→ **PROBLEM**
Each record that follows should be reproduced in full, character for character.

→ **DATA RECORDS**

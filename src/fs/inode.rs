//! Inode management for the kernel bridge
//!
//! The core is path-addressed; the kernel speaks inode numbers. This table
//! hands out stable inode numbers for virtual paths and keeps them in step
//! with renames and removals.

use parking_lot::RwLock;
use std::collections::HashMap;
use std::ffi::OsStr;
use std::path::{Path, PathBuf};
use std::sync::atomic::{AtomicU64, Ordering};

/// Inode number of the mount root
pub const ROOT_INO: u64 = 1;

#[derive(Debug, Clone)]
struct InodeEntry {
    /// Virtual path (absolute, rooted at the mount)
    path: PathBuf,
    /// Outstanding kernel lookups
    lookups: u64,
}

#[derive(Default)]
struct Tables {
    /// ino -> entry
    inodes: HashMap<u64, InodeEntry>,
    /// path -> ino
    paths: HashMap<PathBuf, u64>,
}

/// Maps inode numbers to virtual paths and back
pub struct InodeTable {
    /// Next inode number to hand out
    next_ino: AtomicU64,
    tables: RwLock<Tables>,
}

impl InodeTable {
    pub fn new() -> Self {
        let table = Self {
            next_ino: AtomicU64::new(ROOT_INO + 1),
            tables: RwLock::new(Tables::default()),
        };

        let root = PathBuf::from("/");
        let mut tables = table.tables.write();
        tables.inodes.insert(
            ROOT_INO,
            InodeEntry {
                path: root.clone(),
                lookups: 1,
            },
        );
        tables.paths.insert(root, ROOT_INO);
        drop(tables);

        table
    }

    /// Virtual path of an inode
    pub fn path(&self, ino: u64) -> Option<PathBuf> {
        self.tables.read().inodes.get(&ino).map(|e| e.path.clone())
    }

    /// Virtual path of `name` inside directory `parent`
    pub fn child_path(&self, parent: u64, name: &OsStr) -> Option<PathBuf> {
        self.path(parent).map(|p| p.join(name))
    }

    /// Inode of a path, if known
    pub fn ino(&self, path: &Path) -> Option<u64> {
        self.tables.read().paths.get(path).copied()
    }

    /// Inode for a path, allocating one if needed, counting one kernel lookup
    pub fn lookup(&self, path: &Path) -> u64 {
        let mut tables = self.tables.write();

        if let Some(&ino) = tables.paths.get(path) {
            if let Some(entry) = tables.inodes.get_mut(&ino) {
                entry.lookups += 1;
            }
            return ino;
        }

        let ino = self.next_ino.fetch_add(1, Ordering::SeqCst);
        tables.inodes.insert(
            ino,
            InodeEntry {
                path: path.to_path_buf(),
                lookups: 1,
            },
        );
        tables.paths.insert(path.to_path_buf(), ino);
        ino
    }

    /// Drop `nlookup` kernel references; the inode is forgotten at zero
    pub fn forget(&self, ino: u64, nlookup: u64) {
        if ino == ROOT_INO {
            return;
        }

        let mut tables = self.tables.write();
        let remove = match tables.inodes.get_mut(&ino) {
            Some(entry) => {
                entry.lookups = entry.lookups.saturating_sub(nlookup);
                entry.lookups == 0
            }
            None => false,
        };

        if remove {
            if let Some(entry) = tables.inodes.remove(&ino) {
                if tables.paths.get(&entry.path) == Some(&ino) {
                    tables.paths.remove(&entry.path);
                }
            }
        }
    }

    /// Detach a removed path; the inode lives on until forgotten
    pub fn unlink(&self, path: &Path) {
        self.tables.write().paths.remove(path);
    }

    /// Move a path and everything under it
    pub fn rename(&self, from: &Path, to: &Path) {
        let mut tables = self.tables.write();
        let Tables { inodes, paths } = &mut *tables;

        // Whatever the target replaced is no longer reachable by path
        paths.remove(to);

        let moved: Vec<(PathBuf, u64)> = paths
            .iter()
            .filter(|(path, _)| path.starts_with(from))
            .map(|(path, &ino)| (path.clone(), ino))
            .collect();

        for (old, ino) in moved {
            paths.remove(&old);
            let new = match old.strip_prefix(from) {
                Ok(rest) if rest.as_os_str().is_empty() => to.to_path_buf(),
                Ok(rest) => to.join(rest),
                Err(_) => continue,
            };
            if let Some(entry) = inodes.get_mut(&ino) {
                entry.path = new.clone();
            }
            paths.insert(new, ino);
        }
    }

    /// Number of known inodes
    pub fn len(&self) -> usize {
        self.tables.read().inodes.len()
    }

    pub fn is_empty(&self) -> bool {
        self.len() == 0
    }
}

impl Default for InodeTable {
    fn default() -> Self {
        Self::new()
    }
}
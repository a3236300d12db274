//! Error types for cipherfs
//!
//! Every core operation returns [`Result`]; the FUSE bridge turns an
//! [`Error`] into a negative errno with [`Error::errno`].

use libc::c_int;
use thiserror::Error;

/// Result alias used throughout the crate
pub type Result<T> = std::result::Result<T, Error>;

/// Errors produced by the encrypting core and its collaborators
#[derive(Debug, Error)]
pub enum Error {
    /// Resolved path does not fit in the configured path bound
    #[error("path too long")]
    NameTooLong,

    /// Path is malformed (no separator, not absolute, ...)
    #[error("invalid path: {0}")]
    InvalidPath(String),

    /// Open/read/write/seek/stat/unlink failure on either file of a pair
    #[error("I/O error: {0}")]
    Io(#[from] std::io::Error),

    /// Passphrase absent or empty
    #[error("invalid key: passphrase must not be empty")]
    InvalidKey,

    /// Key derivation or block cipher engine failure
    #[error("cipher error: {0}")]
    Cipher(String),

    /// Key provider unavailable or denied
    #[error("key unavailable: {0}")]
    KeyUnavailable(String),

    /// Configuration could not be read or written
    #[error("configuration error: {0}")]
    Config(String),

    /// Configuration was read but is not usable
    #[error("invalid configuration: {0}")]
    InvalidConfig(String),

    /// File handle is unknown or stale
    #[error("bad file handle: {0:#x}")]
    BadHandle(u64),
}

impl Error {
    /// Positive errno reported to the kernel for this error
    pub fn errno(&self) -> c_int {
        match self {
            Error::NameTooLong => libc::ENAMETOOLONG,
            Error::InvalidPath(_) => libc::EINVAL,
            Error::Io(e) => e.raw_os_error().unwrap_or(libc::EIO),
            Error::InvalidKey | Error::KeyUnavailable(_) => libc::EACCES,
            Error::Cipher(_) => libc::EIO,
            Error::Config(_) | Error::InvalidConfig(_) => libc::EINVAL,
            Error::BadHandle(_) => libc::EBADF,
        }
    }

    /// True if this error carries the given OS error code
    pub fn is_os(&self, code: c_int) -> bool {
        matches!(self, Error::Io(e) if e.raw_os_error() == Some(code))
    }
}

impl From<nix::errno::Errno> for Error {
    fn from(errno: nix::errno::Errno) -> Self {
        Error::Io(std::io::Error::from_raw_os_error(errno as c_int))
    }
}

→ **EXERCISE OUTPUT**
filename src/fs/inode.rs
//! Inode management for the kernel bridge
//!
//! The core is path-addressed; the kernel speaks inode numbers. This table
//! hands out stable inode numbers for virtual paths and keeps them in step
//! with renames and removals.

use parking_lot::RwLock;
use std::collections::HashMap;
use std::ffi::OsStr;
use std::path::{Path, PathBuf};
use std::sync::atomic::{AtomicU64, Ordering};

/// Inode number of the mount root
pub const ROOT_INO: u64 = 1;

#[derive(Debug, Clone)]
struct InodeEntry {
    /// Virtual path (absolute, rooted at the mount)
    path: PathBuf,
    /// Outstanding kernel lookups
    lookups: u64,
}

#[derive(Default)]
struct Tables {
    /// ino -> entry
    inodes: HashMap<u64, InodeEntry>,
    /// path -> ino
    paths: HashMap<PathBuf, u64>,
}

/// Maps inode numbers to virtual paths and back
pub struct InodeTable {
    /// Next inode number to hand out
    next_ino: AtomicU64,
    tables: RwLock<Tables>,
}

impl InodeTable {
    pub fn new() -> Self {
        let table = Self {
            next_ino: AtomicU64::new(ROOT_INO + 1),
            tables: RwLock::new(Tables::default()),
        };

        let root = PathBuf::from("/");
        let mut tables = table.tables.write();
        tables.inodes.insert(
            ROOT_INO,
            InodeEntry {
                path: root.clone(),
                lookups: 1,
            },
        );
        tables.paths.insert(root, ROOT_INO);
        drop(tables);

        table
    }

    /// Virtual path of an inode
    pub fn path(&self, ino: u64) -> Option<PathBuf> {
        self.tables.read().inodes.get(&ino).map(|e| e.path.clone())
    }

    /// Virtual path of `name` inside directory `parent`
    pub fn child_path(&self, parent: u64, name: &OsStr) -> Option<PathBuf> {
        self.path(parent).map(|p| p.join(name))
    }

    /// Inode of a path, if known
    pub fn ino(&self, path: &Path) -> Option<u64> {
        self.tables.read().paths.get(path).copied()
    }

    /// Inode for a path, allocating one if needed, counting one kernel lookup
    pub fn lookup(&self, path: &Path) -> u64 {
        let mut tables = self.tables.write();

        if let Some(&ino) = tables.paths.get(path) {
            if let Some(entry) = tables.inodes.get_mut(&ino) {
                entry.lookups += 1;
            }
            return ino;
        }

        let ino = self.next_ino.fetch_add(1, Ordering::SeqCst);
        tables.inodes.insert(
            ino,
            InodeEntry {
                path: path.to_path_buf(),
                lookups: 1,
            },
        );
        tables.paths.insert(path.to_path_buf(), ino);
        ino
    }

    /// Drop `nlookup` kernel references; the inode is forgotten at zero
    pub fn forget(&self, ino: u64, nlookup: u64) {
        if ino == ROOT_INO {
            return;
        }

        let mut tables = self.tables.write();
        let remove = match tables.inodes.get_mut(&ino) {
            Some(entry) => {
                entry.lookups = entry.lookups.saturating_sub(nlookup);
                entry.lookups == 0
            }
            None => false,
        };

        if remove {
            if let Some(entry) = tables.inodes.remove(&ino) {
                if tables.paths.get(&entry.path) == Some(&ino) {
                    tables.paths.remove(&entry.path);
                }
            }
        }
    }

    /// Detach a removed path; the inode lives on until forgotten
    pub fn unlink(&self, path: &Path) {
        self.tables.write().paths.remove(path);
    }

    /// Move a path and everything under it
    pub fn rename(&self, from: &Path, to: &Path) {
        let mut tables = self.tables.write();
        let Tables { inodes, paths } = &mut *tables;

        // Whatever the target replaced is no longer reachable by path
        paths.remove(to);

        let moved: Vec<(PathBuf, u64)> = paths
            .iter()
            .filter(|(path, _)| path.starts_with(from))
            .map(|(path, &ino)| (path.clone(), ino))
            .collect();

        for (old, ino) in moved {
            paths.remove(&old);
            let new = match old.strip_prefix(from) {
                Ok(rest) if rest.as_os_str().is_empty() => to.to_path_buf(),
                Ok(rest) => to.join(rest),
                Err(_) => continue,
            };
            if let Some(entry) = inodes.get_mut(&ino) {
                entry.path = new.clone();
            }
            paths.insert(new, ino);
        }
    }

    /// Number of known inodes
    pub fn len(&self) -> usize {
        self.tables.read().inodes.len()
    }

    pub fn is_empty(&self) -> bool {
        self.len() == 0
    }
}

impl Default for InodeTable {
    fn default() -> Self {
        Self::new()
    }
}
repository a3236300d12db274
//! Error types for cipherfs
//!
//! Every core operation returns [`Result`]; the FUSE bridge turns an
//! [`Error`] into a negative errno with [`Error::errno`].

use libc::c_int;
use thiserror::Error;

/// Result alias used throughout the crate
pub type Result<T> = std::result::Result<T, Error>;

/// Errors produced by the encrypting core and its collaborators
#[derive(Debug, Error)]
pub enum Error {
    /// Resolved path does not fit in the configured path bound
    #[error("path too long")]
    NameTooLong,

    /// Path is malformed (no separator, not absolute, ...)
    #[error("invalid path: {0}")]
    InvalidPath(String),

    /// Open/read/write/seek/stat/unlink failure on either file of a pair
    #[error("I/O error: {0}")]
    Io(#[from] std::io::Error),

    /// Passphrase absent or empty
    #[error("invalid key: passphrase must not be empty")]
    InvalidKey,

    /// Key derivation or block cipher engine failure
    #[error("cipher error: {0}")]
    Cipher(String),

    /// Key provider unavailable or denied
    #[error("key unavailable: {0}")]
    KeyUnavailable(String),

    /// Configuration could not be read or written
    #[error("configuration error: {0}")]
    Config(String),

    /// Configuration was read but is not usable
    #[error("invalid configuration: {0}")]
    InvalidConfig(String),

    /// File handle is unknown or stale
    #[error("bad file handle: {0:#x}")]
    BadHandle(u64),
}

impl Error {
    /// Positive errno reported to the kernel for this error
    pub fn errno(&self) -> c_int {
        match self {
            Error::NameTooLong => libc::ENAMETOOLONG,
            Error::InvalidPath(_) => libc::EINVAL,
            Error::Io(e) => e.raw_os_error().unwrap_or(libc::EIO),
            Error::InvalidKey | Error::KeyUnavailable(_) => libc::EACCES,
            Error::Cipher(_) => libc::EIO,
            Error::Config(_) | Error::InvalidConfig(_) => libc::EINVAL,
            Error::BadHandle(_) => libc::EBADF,
        }
    }

    /// True if this error carries the given OS error code
    pub fn is_os(&self, code: c_int) -> bool {
        matches!(self, Error::Io(e) if e.raw_os_error() == Some(code))
    }
}

impl From<nix::errno::Errno> for Error {
    fn from(errno: nix::errno::Errno) -> Self {
        Error::Io(std::io::Error::from_raw_os_error(errno as c_int))
    }
}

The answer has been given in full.